◆ **YOUR OBJECTIVE**
Your task is to filter the data below down to the lines holding "struct".

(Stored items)

■ ■ ■ ■

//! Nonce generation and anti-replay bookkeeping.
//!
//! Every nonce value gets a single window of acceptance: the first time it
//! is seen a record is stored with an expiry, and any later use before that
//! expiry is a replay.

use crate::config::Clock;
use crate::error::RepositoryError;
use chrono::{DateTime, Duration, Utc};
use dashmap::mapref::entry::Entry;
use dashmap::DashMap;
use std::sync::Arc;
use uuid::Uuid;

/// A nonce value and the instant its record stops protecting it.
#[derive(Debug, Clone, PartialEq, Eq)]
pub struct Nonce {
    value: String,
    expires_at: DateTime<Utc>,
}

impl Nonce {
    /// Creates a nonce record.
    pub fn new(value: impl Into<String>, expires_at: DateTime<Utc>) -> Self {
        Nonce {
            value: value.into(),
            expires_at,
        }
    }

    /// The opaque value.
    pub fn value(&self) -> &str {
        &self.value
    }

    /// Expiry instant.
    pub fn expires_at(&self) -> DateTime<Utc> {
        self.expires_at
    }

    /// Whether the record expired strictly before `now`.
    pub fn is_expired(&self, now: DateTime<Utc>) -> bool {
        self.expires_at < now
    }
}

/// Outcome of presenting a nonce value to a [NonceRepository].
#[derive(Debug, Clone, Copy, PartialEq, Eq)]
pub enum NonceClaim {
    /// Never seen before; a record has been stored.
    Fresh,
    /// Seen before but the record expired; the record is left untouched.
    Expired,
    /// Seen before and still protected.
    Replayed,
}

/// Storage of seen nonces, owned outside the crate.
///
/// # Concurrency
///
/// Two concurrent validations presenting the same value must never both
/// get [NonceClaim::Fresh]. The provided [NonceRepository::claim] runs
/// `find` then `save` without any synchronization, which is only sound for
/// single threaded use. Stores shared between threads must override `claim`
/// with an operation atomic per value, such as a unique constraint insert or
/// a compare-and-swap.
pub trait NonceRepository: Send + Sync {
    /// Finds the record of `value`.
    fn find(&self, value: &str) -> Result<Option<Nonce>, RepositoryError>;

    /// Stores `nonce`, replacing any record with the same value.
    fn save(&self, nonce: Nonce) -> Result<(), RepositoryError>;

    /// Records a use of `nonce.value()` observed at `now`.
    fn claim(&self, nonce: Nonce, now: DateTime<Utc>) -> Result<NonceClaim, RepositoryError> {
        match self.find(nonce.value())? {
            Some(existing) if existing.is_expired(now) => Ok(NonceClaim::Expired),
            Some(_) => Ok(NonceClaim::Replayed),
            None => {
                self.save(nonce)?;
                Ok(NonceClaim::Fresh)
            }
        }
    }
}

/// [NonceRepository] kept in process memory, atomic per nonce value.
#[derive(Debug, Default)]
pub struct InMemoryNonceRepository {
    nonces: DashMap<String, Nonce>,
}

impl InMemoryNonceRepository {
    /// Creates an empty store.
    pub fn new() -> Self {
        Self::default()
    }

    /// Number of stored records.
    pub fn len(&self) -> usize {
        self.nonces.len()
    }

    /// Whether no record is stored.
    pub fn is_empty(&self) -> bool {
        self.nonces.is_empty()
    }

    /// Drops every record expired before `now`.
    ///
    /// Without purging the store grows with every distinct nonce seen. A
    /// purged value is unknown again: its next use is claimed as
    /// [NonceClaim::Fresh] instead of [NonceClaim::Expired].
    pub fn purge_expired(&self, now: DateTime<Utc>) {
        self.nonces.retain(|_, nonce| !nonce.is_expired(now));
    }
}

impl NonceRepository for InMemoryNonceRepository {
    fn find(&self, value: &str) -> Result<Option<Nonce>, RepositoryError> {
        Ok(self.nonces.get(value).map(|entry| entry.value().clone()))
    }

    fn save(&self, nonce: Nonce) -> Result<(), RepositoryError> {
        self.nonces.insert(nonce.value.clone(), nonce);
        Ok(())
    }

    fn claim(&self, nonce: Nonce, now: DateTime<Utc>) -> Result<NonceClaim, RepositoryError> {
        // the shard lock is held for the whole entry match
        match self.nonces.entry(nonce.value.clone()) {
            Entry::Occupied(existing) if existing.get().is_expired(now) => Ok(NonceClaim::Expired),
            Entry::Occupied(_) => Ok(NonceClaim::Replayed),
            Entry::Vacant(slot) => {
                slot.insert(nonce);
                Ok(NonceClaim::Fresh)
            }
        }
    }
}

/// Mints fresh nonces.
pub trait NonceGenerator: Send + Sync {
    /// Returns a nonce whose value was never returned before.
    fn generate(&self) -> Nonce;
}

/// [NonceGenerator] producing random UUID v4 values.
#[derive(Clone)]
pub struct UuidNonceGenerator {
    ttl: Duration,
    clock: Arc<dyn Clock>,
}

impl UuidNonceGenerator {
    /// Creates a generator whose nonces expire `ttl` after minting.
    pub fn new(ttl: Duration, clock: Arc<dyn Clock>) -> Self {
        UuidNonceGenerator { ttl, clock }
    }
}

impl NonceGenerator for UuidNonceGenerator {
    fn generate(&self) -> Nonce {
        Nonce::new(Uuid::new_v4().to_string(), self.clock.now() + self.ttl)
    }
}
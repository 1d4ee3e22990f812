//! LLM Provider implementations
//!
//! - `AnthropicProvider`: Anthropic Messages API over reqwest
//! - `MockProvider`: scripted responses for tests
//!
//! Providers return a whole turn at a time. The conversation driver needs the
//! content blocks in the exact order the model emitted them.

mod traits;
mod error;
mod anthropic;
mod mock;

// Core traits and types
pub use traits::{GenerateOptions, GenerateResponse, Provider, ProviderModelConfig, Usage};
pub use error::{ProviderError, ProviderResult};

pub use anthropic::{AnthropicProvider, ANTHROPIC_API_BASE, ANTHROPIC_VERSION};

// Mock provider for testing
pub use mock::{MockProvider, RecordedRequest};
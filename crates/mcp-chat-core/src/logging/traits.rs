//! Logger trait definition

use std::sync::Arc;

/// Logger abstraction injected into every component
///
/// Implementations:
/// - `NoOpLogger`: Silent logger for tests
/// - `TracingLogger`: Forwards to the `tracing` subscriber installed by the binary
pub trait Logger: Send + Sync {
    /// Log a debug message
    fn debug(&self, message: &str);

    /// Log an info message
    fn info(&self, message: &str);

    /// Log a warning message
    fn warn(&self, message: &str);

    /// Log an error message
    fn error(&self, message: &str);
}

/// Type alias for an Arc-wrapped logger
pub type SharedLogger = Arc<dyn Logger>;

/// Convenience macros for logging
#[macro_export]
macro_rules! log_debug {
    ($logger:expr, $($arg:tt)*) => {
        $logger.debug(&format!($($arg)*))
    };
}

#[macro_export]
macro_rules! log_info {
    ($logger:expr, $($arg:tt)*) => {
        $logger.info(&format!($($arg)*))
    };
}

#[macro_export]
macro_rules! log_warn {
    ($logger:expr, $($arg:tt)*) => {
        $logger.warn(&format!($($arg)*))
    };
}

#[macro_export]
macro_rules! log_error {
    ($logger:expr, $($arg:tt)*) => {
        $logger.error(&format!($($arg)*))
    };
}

■ ■ ■ ■

◆ **ANSWER**
pub struct Nonce {
pub struct InMemoryNonceRepository {
pub struct UuidNonceGenerator {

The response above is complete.